Safety in NASCAR has evolved into one of the biggest concerns in stock car racing's largest sanctioning body. Mainly after the death of Dale Earnhardt, a seven-time Winston Cup Series champion, NASCAR has decided to change all of their safety policies, such as the use of the HANS device. Since 2001, NASCAR has also changed the cars for the NASCAR Cup Series and the Xfinity Series. NASCAR's safety policy includes the racing fire suit, carbon fiber seating, and roof flaps.

==Car design==

During a series of deaths of several drivers, NASCAR began researching a new, safer car. After a seven-year program, NASCAR presented a design for a new car. The new car, known as the Car of Tomorrow, features a reinforced roll cage. The left side skin has a steel plate for better resiliency in crashes. The roof was 4 in higher and 2 in wider for safety in rolls. First implemented in the Car of Tomorrow was the separated wing. From 2009-early 2010, the wing was blamed for several flips. Starting in the 2010 spring Martinsville race, the wing was replaced by the traditional spoiler. Also new to the Car of Tomorrow, is the stronger smaller fuel cell 17.75 USgal for a reduced risk of fires. The windshield is made of Lexan which gains its strength from its flexibility. Under normal circumstances, the glass bends and absorbs the force of the object. Implemented in a limited schedule in 2007, the car was immediately criticized by the drivers for lack of handling.

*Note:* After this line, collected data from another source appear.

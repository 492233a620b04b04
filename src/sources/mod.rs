pub mod youtube;

use async_trait::async_trait;
use chrono::Utc;
use serenity::model::id::UserId;
use std::time::Duration;

use crate::{audio::queue::QueueEntry, error::ResolveError};

pub use youtube::YtDlpResolver;

/// Convierte una búsqueda o URL en pistas reproducibles.
#[cfg_attr(test, mockall::automock)]
#[async_trait]
pub trait TrackResolver: Send + Sync {
    /// Resuelve `query` (texto libre o URL directa).
    ///
    /// A single video yields one track; a playlist yields its entries in
    /// playlist order. An `Ok` value always holds at least one track.
    async fn resolve(&self, query: &str) -> Result<Resolution, ResolveError>;
}

/// De dónde sale el audio de una pista
#[derive(Debug, Clone, PartialEq, Eq)]
pub enum StreamSource {
    /// URL de audio ya extraída, se reproduce con una petición HTTP
    Direct(String),
    /// Página del video (entrada plana de una playlist); el stream se
    /// extrae con yt-dlp justo antes de sonar
    Page(String),
}

impl StreamSource {
    pub fn uri(&self) -> &str {
        match self {
            Self::Direct(uri) | Self::Page(uri) => uri,
        }
    }
}

/// Una pista resuelta: referencia de stream + metadata para mostrar
#[derive(Debug, Clone, PartialEq)]
pub struct ResolvedTrack {
    pub stream: StreamSource,
    pub title: String,
    pub source_url: Option<String>,
    pub duration: Option<Duration>,
}

impl ResolvedTrack {
    pub fn new(stream_uri: impl Into<String>, title: impl Into<String>) -> Self {
        Self {
            stream: StreamSource::Direct(stream_uri.into()),
            title: title.into(),
            source_url: None,
            duration: None,
        }
    }

    pub fn into_entry(self, requested_by: UserId) -> QueueEntry {
        QueueEntry {
            stream: self.stream,
            title: self.title,
            requested_by,
            source_url: self.source_url,
            duration: self.duration,
            added_at: Utc::now(),
        }
    }
}

/// Resultado de una resolución
#[derive(Debug, Clone, PartialEq)]
pub struct Resolution {
    pub tracks: Vec<ResolvedTrack>,
    /// Título de la playlist, si la consulta era una
    pub playlist_title: Option<String>,
}

impl Resolution {
    pub fn single(track: ResolvedTrack) -> Self {
        Self {
            tracks: vec![track],
            playlist_title: None,
        }
    }

    pub fn is_playlist(&self) -> bool {
        self.playlist_title.is_some()
    }
}

/// Verifica si la consulta es una URL http(s) en lugar de un texto de búsqueda
pub fn is_url(query: &str) -> bool {
    match url::Url::parse(query.trim()) {
        Ok(parsed) => matches!(parsed.scheme(), "http" | "https") && parsed.host_str().is_some(),
        Err(_) => false,
    }
}

#[cfg(test)]
mod tests {
    use super::*;

    #[test]
    fn test_url_detection() {
        assert!(is_url("https://www.youtube.com/watch?v=dQw4w9WgXcQ"));
        assert!(is_url("https://youtu.be/dQw4w9WgXcQ"));
        assert!(is_url("  http://example.com/song.mp3 "));
        assert!(!is_url("never gonna give you up"));
        assert!(!is_url("ftp://example.com/file"));
        assert!(!is_url("youtube.com/watch?v=x"));
    }

    #[test]
    fn test_into_entry_keeps_metadata() {
        let mut track = ResolvedTrack::new("https://cdn/stream", "Canción");
        track.duration = Some(Duration::from_secs(215));
        let entry = track.into_entry(UserId::new(42));

        assert_eq!(entry.stream, StreamSource::Direct("https://cdn/stream".to_string()));
        assert_eq!(entry.title, "Canción");
        assert_eq!(entry.requested_by, UserId::new(42));
        assert_eq!(entry.duration, Some(Duration::from_secs(215)));
    }
}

In 2013, a sixth-generation stock car was unveiled, and the Car of Tomorrow was retired, although it retains some technologies from the previous-generation car. The NASCAR Xfinity Series also introduced a new generation car in 2011 (trialed partially in 2010), featuring the same safety improvements.

The Generation 6 was succeeded by the Next Gen car in 2022 (it was initially going to be debuted in 2021, but it was pushed back due to the COVID-19 pandemic). However, in its first year of competition, the Next Gen car gained safety-related controversies as the car's stiffer rear end caused concussions for both Kurt Busch (that turned out to be career-ending) and Alex Bowman in one season. In response, NASCAR announced changes to the rear bumper construction, rear chassis clip, and center chassis clip for the 2023 season.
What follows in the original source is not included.